Chapter 10 Arrow

ARROW

“I’ve been meaning to ask, why do they call you Arrow?”

Annie and I are eating burgers and fries in the bed of my truck, watching the sun set over the compound. I don’t think I’ve ever had a more romantic night, which says a lot about my recent dating life.

I grin as I dip my burger in a little to-go cup of ketchup.

“Aronowicz is a fucking mouthful,” I tell her.

“And when all my friends were getting into drugs and petty criminal shit, taking on street names like Cobra and Slash, the last thing I wanted was to be called Josh.” I chuckle.

“It was kind of a play on words. Straight as an arrow. I hung with some rough kids, but I kept my nose clean.”

“Is that how you ended up a PI?” Annie’s sitting cross-legged, her maxi dress tucked around her knees.

Her hair is loose, and the rosy-gold light of the setting sun lights up her eyes and smile.

She’s fucking gorgeous even with a mouthful of hand-cut fries and a smudge of mustard on the corner of her mouth.

She licks it away and then continues, “Hanging with the bad kids?”

“Pretty much. I wasn’t involved in their shit, but I was no rat. I ended up being the kid everybody else called when they got wasted and were stuck someplace. I think I bailed out my first buddy before I could even drive.”

Annie frowns at that. “What about your parents?” she asks. “How did you have money for bail?”

I suck in a breath through my nose and sigh.

“I had a shit family,” I admit. “No other way to slice it. I had an old man who left after I was born, and Mom was…” I shrug.

“Short version is I grew up fast. I was working for cash in local diners, doing dishes and hauling boxes. Anything anybody would pay me to do, I did. I met a lot of shitheads doing work like that. I knew I couldn’t get into trouble.

I was one wrong look away from my ma kicking my ass to the curb or getting myself thrown in a group home.

” I pause to take a sip of my Coke and another bite of my burger.

Annie’s face looks troubled, and she shifts her weight a little like she’s trying to get comfortable, but she ends up scooting a little closer to me.

“So that’s that,” I say. “I’ve pretty much raised myself since I was twelve.

I kept out of trouble, saved my money, and ran with a crowd of people who were in similar circumstances.

When the time came to move out of my ma’s house, I knew there was no college in my future.

And I didn’t have white-collar aspirations.

I like being out on the streets, doing shit. Making things happen.”

“But, Josh,” she says, sounding sad. “What about, like, holidays, love, and family? Did you have girlfriends who took you in?”

I nod. “Sometimes, yeah. And don’t get me wrong.

I have friends. I just spent a lot of time around people who had lives as rough or even worse than I had it.

When we all got older and guys I’d known since I was fourteen got busted for harder shit, real crimes, I looked into how to make a living doing what I was basically already doing for free.

” I polish off my meal and stuff my trash in the takeout bag.

“Thought about becoming a lawyer for a while,” I admit, surprised that I am sharing this with her.

I lower my voice, a weird mix of embarrassment and pride tightening my gut.

“That’s something I’ve never told anyone before. ”

“Yeah?” She’s stopped eating, holding the burger in her hand and her eyes wide. “What stopped you?”

I rub my fingers together in the universal sign for money.

“I had no way to pay for college, so making it all the way through law school seemed impossible. I didn’t want to be a cop,” I say.

“No disrespect to the boys in blue, but…” I shrug.

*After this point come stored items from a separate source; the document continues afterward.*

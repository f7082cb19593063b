//! `PluginBridge`: the facade over discovery, registry, and export
//! wrapping — the single entry point `gode-runtime` uses to satisfy a
//! `ResolvedSpecifier::NativePlugin`.

use std::collections::HashMap;
use std::path::{Path, PathBuf};
use std::sync::Arc;

use gode_error::{safe_operation, safe_operation_with_result, ErrorKind, ModuleError};
use tracing::{info, instrument};

use crate::discovery::{self, DiscoveredPlugin};
use crate::error::PluginError;
use crate::export::PluginExport;
use crate::registry::{PluginRecord, PluginRegistry};
use crate::scheduler::Scheduler;

pub struct PluginBridge {
    registry: PluginRegistry,
    scheduler: Arc<Box<Arc<dyn Scheduler>>>,
}

impl PluginBridge {
    pub fn new(scheduler: Arc<dyn Scheduler>) -> Self {
        PluginBridge {
            registry: PluginRegistry::default(),
            scheduler: Arc::new(Box::new(scheduler)),
        }
    }

    /// Load the plugin at `path` (if not already loaded) and return its
    /// record. `path` must already be absolute (the resolver's job).
    #[instrument(name = "plugin.load", skip(self), fields(path = %path.display()))]
    pub fn load(&self, path: &Path) -> Result<Arc<PluginRecord>, ModuleError> {
        if let Some(existing) = self.registry.get_by_path(path) {
            return Ok(existing);
        }

        let discovered = discovery::discover(path)
            .map_err(|e| e.into_module_error(&path.display().to_string()))?;

        if discovered.direct_mode {
            info!(path = %path.display(), name = %discovered.name, "plugin loaded in direct mode (no discovery protocol)");
        }

        let exports = self.wrap_exports(&discovered);

        if let Some(initialize) = discovered.initialize {
            let host_handle = self.host_handle();
            let name = discovered.name.clone();
            safe_operation_with_result(
                &name,
                "initialize",
                move || -> Result<(), String> {
                    let err_ptr = unsafe { initialize(host_handle) };
                    match unsafe { crate::abi::read_c_string(err_ptr) } {
                        Some(message) if !message.is_empty() => Err(message),
                        _ => Ok(()),
                    }
                },
                |message| ModuleError::new(ErrorKind::Initialization, &name, "", "initialize", message),
            )?;
        }

        let record = PluginRecord {
            canonical_name: discovered.name.clone(),
            version: discovered.version.clone(),
            path: path.to_path_buf(),
            exports,
            initialized: discovered.initialize.is_some(),
            dispose: discovered.dispose,
        };

        Ok(self.registry.insert(path.to_path_buf(), record))
    }

    fn wrap_exports(&self, discovered: &DiscoveredPlugin) -> HashMap<String, Arc<PluginExport>> {
        discovered
            .exports
            .iter()
            .map(|export| {
                let wrapped = PluginExport::new(
                    discovered.name.clone(),
                    export,
                    discovered.library.clone(),
                    self.scheduler.clone(),
                );
                (export.name.clone(), Arc::new(wrapped))
            })
            .collect()
    }

    fn host_handle(&self) -> crate::abi::HostHandleFfi {
        crate::abi::HostHandleFfi {
            ctx: Arc::as_ptr(&self.scheduler) as *mut std::ffi::c_void,
            vtable: &HOST_HANDLE_VTABLE_FOR_INIT,
        }
    }

    pub fn get_export(&self, canonical_name: &str, export_name: &str) -> Option<Arc<PluginExport>> {
        self.registry.get_export(canonical_name, export_name)
    }

    pub fn get_record(&self, canonical_name: &str) -> Option<Arc<PluginRecord>> {
        self.registry.get_by_name(canonical_name)
    }

    /// Unload one plugin: calls `Dispose` (if present) under
    /// `safe_operation`, then removes both registry entries. The shared
    /// object itself stays mapped (see spec.md §9's unload note); only
    /// the logical registration is removed.
    pub fn unload(&self, path: &Path) -> Result<(), ModuleError> {
        let Some(record) = self.registry.remove(path) else {
            return Err(PluginError::NotFound(path.display().to_string())
                .into_module_error(&path.display().to_string()));
        };

        let name = record.canonical_name.clone();
        if let Some(dispose) = record.dispose {
            safe_operation(&name, "dispose", move || {
                let err_ptr = unsafe { dispose() };
                if let Some(message) = unsafe { crate::abi::read_c_string(err_ptr) } {
                    if !message.is_empty() {
                        tracing::warn!(plugin = %name, "Dispose() reported an error: {}", message);
                    }
                }
            })?;
        }
        Ok(())
    }

    /// Dispose every loaded plugin. Used by the facade's `dispose()`.
    pub fn dispose_all(&self) {
        for path in self.registry.loaded_paths() {
            if let Err(err) = self.unload(&path) {
                tracing::warn!(path = %path.display(), "plugin dispose failed: {}", err);
            }
        }
    }
}

// `Initialize` runs before a `PluginExport` exists to carry the real
// vtable, so the bridge builds one private vtable instance for the
// init call alone. Functionally identical to `export::HOST_HANDLE_VTABLE`.
static HOST_HANDLE_VTABLE_FOR_INIT: crate::abi::HostHandleVTable = crate::abi::HostHandleVTable {
    enqueue: init_enqueue_trampoline,
    get_engine_reference: init_get_engine_reference_trampoline,
    invoke_callback: init_invoke_callback_trampoline,
};

unsafe extern "C-unwind" fn init_enqueue_trampoline(
    ctx: *mut std::ffi::c_void,
    work: crate::abi::PluginCallbackFfi,
    user_data: *mut std::ffi::c_void,
) {
    let scheduler: &Arc<dyn Scheduler> = &*(ctx as *const Arc<dyn Scheduler>);
    let work_addr = work as usize;
    let user_data_addr = user_data as usize;
    scheduler.enqueue(Box::new(move || {
        let work: crate::abi::PluginCallbackFfi = std::mem::transmute(work_addr);
        work(user_data_addr as *mut std::ffi::c_void);
    }));
}

unsafe extern "C-unwind" fn init_get_engine_reference_trampoline(ctx: *mut std::ffi::c_void) -> *mut std::ffi::c_void {
    let scheduler: &Arc<dyn Scheduler> = &*(ctx as *const Arc<dyn Scheduler>);
    scheduler.engine_reference()
}

unsafe extern "C-unwind" fn init_invoke_callback_trampoline(
    ctx: *mut std::ffi::c_void,
    token: *const std::os::raw::c_char,
    args_json: *const std::os::raw::c_char,
    _args_len: usize,
    out_json: *mut *mut std::os::raw::c_char,
) -> i32 {
    let scheduler: &Arc<dyn Scheduler> = &*(ctx as *const Arc<dyn Scheduler>);
    let Some(token) = crate::abi::read_c_string(token) else {
        *out_json = std::ffi::CString::new("invalid callback token").unwrap_or_default().into_raw();
        return 1;
    };
    let args_text = crate::abi::read_c_string(args_json).unwrap_or_default();
    match scheduler.invoke_callback(&token, &args_text) {
        Ok(result_json) => {
            *out_json = std::ffi::CString::new(result_json).unwrap_or_default().into_raw();
            0
        }
        Err(message) => {
            *out_json = std::ffi::CString::new(message).unwrap_or_default().into_raw();
            1
        }
    }
}

#[cfg(test)]
mod tests {
    use super::*;
    use crate::scheduler::test_support::InlineScheduler;

    #[test]
    fn unload_missing_plugin_errors() {
        let bridge = PluginBridge::new(Arc::new(InlineScheduler::default()));
        let err = bridge.unload(Path::new("/nonexistent.so")).unwrap_err();
        assert_eq!(err.kind(), ErrorKind::Resolution);
    }

    #[test]
    fn loading_missing_file_surfaces_open_error() {
        let bridge = PluginBridge::new(Arc::new(InlineScheduler::default()));
        let err = bridge.load(Path::new("/nonexistent/plugin.so")).unwrap_err();
        assert_eq!(err.operation(), "open");
    }
}
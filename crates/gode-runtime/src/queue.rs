//! The execution serializer (spec.md §4.5): a single dedicated engine
//! thread pulling `QueueItem`s off an unbounded channel in FIFO order,
//! grounded on the `command_tx`/`event_rx` channel-pair shape of
//! `stam_mod_runtimes::api::graphic::proxy::GraphicProxy`, generalized
//! from graphics commands to arbitrary engine closures.

use std::sync::atomic::{AtomicBool, Ordering};
use std::sync::Mutex;
use std::thread::JoinHandle;

use gode_error::{ErrorKind, ModuleError};
use rquickjs::Ctx;
use tokio::sync::{mpsc, oneshot};

use crate::awaitable::Awaitable;
use crate::engine::{self, EngineConfig};

/// A unit of engine-thread work. `for<'js>` because the `Ctx` handed to
/// the job only lives for the duration of one `AsyncContext::with`
/// call; the job itself is plain owned data until then, which is what
/// lets it cross the channel from an arbitrary producer thread.
pub(crate) type EngineJob = Box<dyn for<'js> FnOnce(Ctx<'js>) + Send + 'static>;

pub(crate) enum QueueItem {
    Exec(EngineJob),
    Shutdown,
}

/// The submission endpoint for the execution serializer. Cloning is
/// cheap (an `Arc`-backed sender); every clone submits to the same
/// engine thread.
pub struct Queue {
    tx: mpsc::UnboundedSender<QueueItem>,
    disposed: std::sync::Arc<AtomicBool>,
    dispose_started: std::sync::Arc<AtomicBool>,
    join: Mutex<Option<JoinHandle<()>>>,
}

impl Queue {
    /// Spawn the dedicated engine thread and block until it has
    /// finished bootstrapping the script engine (or failed to).
    pub fn start(config: EngineConfig) -> Result<Self, ModuleError> {
        let (tx, join, disposed) = engine::spawn(config)?;
        Ok(Queue {
            tx,
            disposed,
            dispose_started: std::sync::Arc::new(AtomicBool::new(false)),
            join: Mutex::new(Some(join)),
        })
    }

    /// Fire-and-forget: run `job` on the engine thread. Returns
    /// immediately; does not wait for `job` to run.
    pub fn enqueue(&self, job: impl for<'js> FnOnce(Ctx<'js>) + Send + 'static) -> Result<(), ModuleError> {
        if self.disposed.load(Ordering::SeqCst) {
            return Err(disposed_error());
        }
        self.tx
            .send(QueueItem::Exec(Box::new(job)))
            .map_err(|_| disposed_error())
    }

    /// Run `work` on the engine thread and return a handle the caller
    /// can block on for the result.
    pub fn enqueue_awaitable<T, F>(&self, work: F) -> Result<Awaitable<T>, ModuleError>
    where
        T: Send + 'static,
        F: for<'js> FnOnce(Ctx<'js>) -> Result<T, ModuleError> + Send + 'static,
    {
        if self.disposed.load(Ordering::SeqCst) {
            return Err(disposed_error());
        }
        let (done_tx, done_rx) = oneshot::channel();
        let job: EngineJob = Box::new(move |ctx| {
            engine::clear_pending_rejection();
            let result = work(ctx);
            // An unhandled promise rejection observed while `work` ran
            // threads back to this call rather than only being logged,
            // as long as `work` itself didn't already report a more
            // specific failure.
            let result = match (result, engine::take_pending_rejection()) {
                (Ok(value), None) => Ok(value),
                (Ok(_), Some(rejection)) => Err(rejection),
                (Err(e), _) => Err(e),
            };
            let _ = done_tx.send(result);
        });
        self.tx
            .send(QueueItem::Exec(job))
            .map_err(|_| disposed_error())?;
        Ok(Awaitable::new(done_rx))
    }

    /// Convenience path for native callers that just need to invoke a
    /// callable on the engine thread and observe any error, without
    /// otherwise touching its return value.
    pub fn call_script_callable<F>(&self, work: F) -> Result<(), ModuleError>
    where
        F: for<'js> FnOnce(Ctx<'js>) -> Result<(), ModuleError> + Send + 'static,
    {
        self.enqueue_awaitable(work)?.wait()
    }

    /// Orderly teardown: drains pending items, halts the engine thread,
    /// and joins it. Idempotent — a second call is a no-op.
    pub fn dispose(&self) -> Result<(), ModuleError> {
        if self.dispose_started.swap(true, Ordering::SeqCst) {
            return Ok(());
        }
        self.disposed.store(true, Ordering::SeqCst);
        let _ = self.tx.send(QueueItem::Shutdown);

        if let Some(handle) = self.join.lock().unwrap().take() {
            let _ = handle.join();
        }
        Ok(())
    }

    pub fn is_disposed(&self) -> bool {
        self.disposed.load(Ordering::SeqCst)
    }

    /// The engine-reference escape hatch, valid only for the duration
    /// of whatever job is currently running on this thread. Returns
    /// null when called from any other thread.
    pub fn engine_reference(&self) -> *mut std::ffi::c_void {
        engine::current_engine_reference()
    }
}

pub(crate) fn disposed_error() -> ModuleError {
    ModuleError::new(
        ErrorKind::Scheduling,
        "",
        "",
        "enqueue",
        "the execution serializer has been disposed",
    )
}
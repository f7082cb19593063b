//! Centralized logging setup for gode-core.
//!
//! Provides a single [`init`] entry point that installs a `tracing`
//! subscriber driven by `RUST_LOG` (or an explicit default filter),
//! so that embedders get consistent module-resolution, plugin-load,
//! and queue-dispatch diagnostics without configuring `tracing`
//! themselves.

use std::sync::Once;

use tracing_subscriber::fmt::format::FmtSpan;
use tracing_subscriber::{EnvFilter, FmtSubscriber};

static INIT: Once = Once::new();

/// Install a process-wide `tracing` subscriber.
///
/// `default_filter` is used when `RUST_LOG` is unset (e.g. `"info"` or
/// `"gode_runtime=debug,gode_plugin=debug"`). Safe to call more than
/// once; only the first call takes effect.
pub fn init(default_filter: &str) {
    INIT.call_once(|| {
        let filter = EnvFilter::try_from_default_env()
            .unwrap_or_else(|_| EnvFilter::new(default_filter.to_string()));

        let subscriber = FmtSubscriber::builder()
            .with_env_filter(filter)
            .with_span_events(FmtSpan::CLOSE)
            .with_target(true)
            .finish();

        // Ignore failure: a subscriber may already be set by the embedder.
        let _ = tracing::subscriber::set_global_default(subscriber);
    });
}

#[cfg(test)]
mod tests {
    use super::*;

    #[test]
    fn init_is_idempotent() {
        init("info");
        init("debug");
    }
}
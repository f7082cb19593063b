//! Embeddable script-runtime host integration layer: wires the
//! manifest resolver/loader, the native plugin bridge, and the
//! execution serializer behind the minimal [`HostRuntime`] surface an
//! embedding application programs against.

mod error;
mod require;
mod runtime;

pub use gode_manifest::Manifest;
pub use runtime::{HostConfig, HostHandle, HostRuntime};
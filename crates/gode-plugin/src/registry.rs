//! The bridge's two bookkeeping maps (spec.md §4.4), grounded on the
//! static two-map shape of `stam_mod_runtimes`'s `MOD_ALIAS_REGISTRY`
//! generalized from a single process-global to instance-owned state
//! (the facade owns one bridge, not a static).

use std::collections::HashMap;
use std::path::PathBuf;
use std::sync::{Arc, RwLock};

use crate::abi::DisposeFn;
use crate::export::PluginExport;

/// Everything the bridge knows about one loaded plugin.
pub struct PluginRecord {
    pub canonical_name: String,
    pub version: String,
    pub path: PathBuf,
    pub exports: HashMap<String, Arc<PluginExport>>,
    pub initialized: bool,
    pub dispose: Option<DisposeFn>,
}

/// `absolute-path -> PluginRecord` (de-duplicates repeat loads) and
/// `canonical-name -> exports` (answers bridge queries by name). A
/// single exclusive lock guards each map, per spec.md §5's
/// shared-resource policy.
#[derive(Default)]
pub struct PluginRegistry {
    by_path: RwLock<HashMap<PathBuf, Arc<PluginRecord>>>,
    by_name: RwLock<HashMap<String, Arc<PluginRecord>>>,
}

impl PluginRegistry {
    pub fn get_by_path(&self, path: &std::path::Path) -> Option<Arc<PluginRecord>> {
        self.by_path.read().unwrap().get(path).cloned()
    }

    pub fn get_by_name(&self, name: &str) -> Option<Arc<PluginRecord>> {
        self.by_name.read().unwrap().get(name).cloned()
    }

    pub fn get_export(&self, canonical_name: &str, export_name: &str) -> Option<Arc<PluginExport>> {
        self.get_by_name(canonical_name)?.exports.get(export_name).cloned()
    }

    pub fn insert(&self, path: PathBuf, record: PluginRecord) -> Arc<PluginRecord> {
        let record = Arc::new(record);
        self.by_path.write().unwrap().insert(path, record.clone());
        self.by_name
            .write()
            .unwrap()
            .insert(record.canonical_name.clone(), record.clone());
        record
    }

    /// Remove both entries for `path`. Does not invoke `Dispose`; the
    /// caller (`PluginBridge::unload`) does that before or after, under
    /// `safe_operation`.
    pub fn remove(&self, path: &std::path::Path) -> Option<Arc<PluginRecord>> {
        let record = self.by_path.write().unwrap().remove(path)?;
        self.by_name.write().unwrap().remove(&record.canonical_name);
        Some(record)
    }

    pub fn loaded_paths(&self) -> Vec<PathBuf> {
        self.by_path.read().unwrap().keys().cloned().collect()
    }
}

“I never wanted to cuff the bad guys. I could relate to them, and I thought I’d be helping if I made it possible for them to get another chance. ”

She swallows, and I watch the long column of her pretty throat as the last shadows darken into night around us.

“For a while, I was a bond agent. Making sure guys showed up to their court appearances, fulfilled their duty. It was a way I could use the trust I had from guys like me who’d gone the wrong way to help them either stay out of prison, or, if that was what was in the cards, I made sure they didn’t become fugitives.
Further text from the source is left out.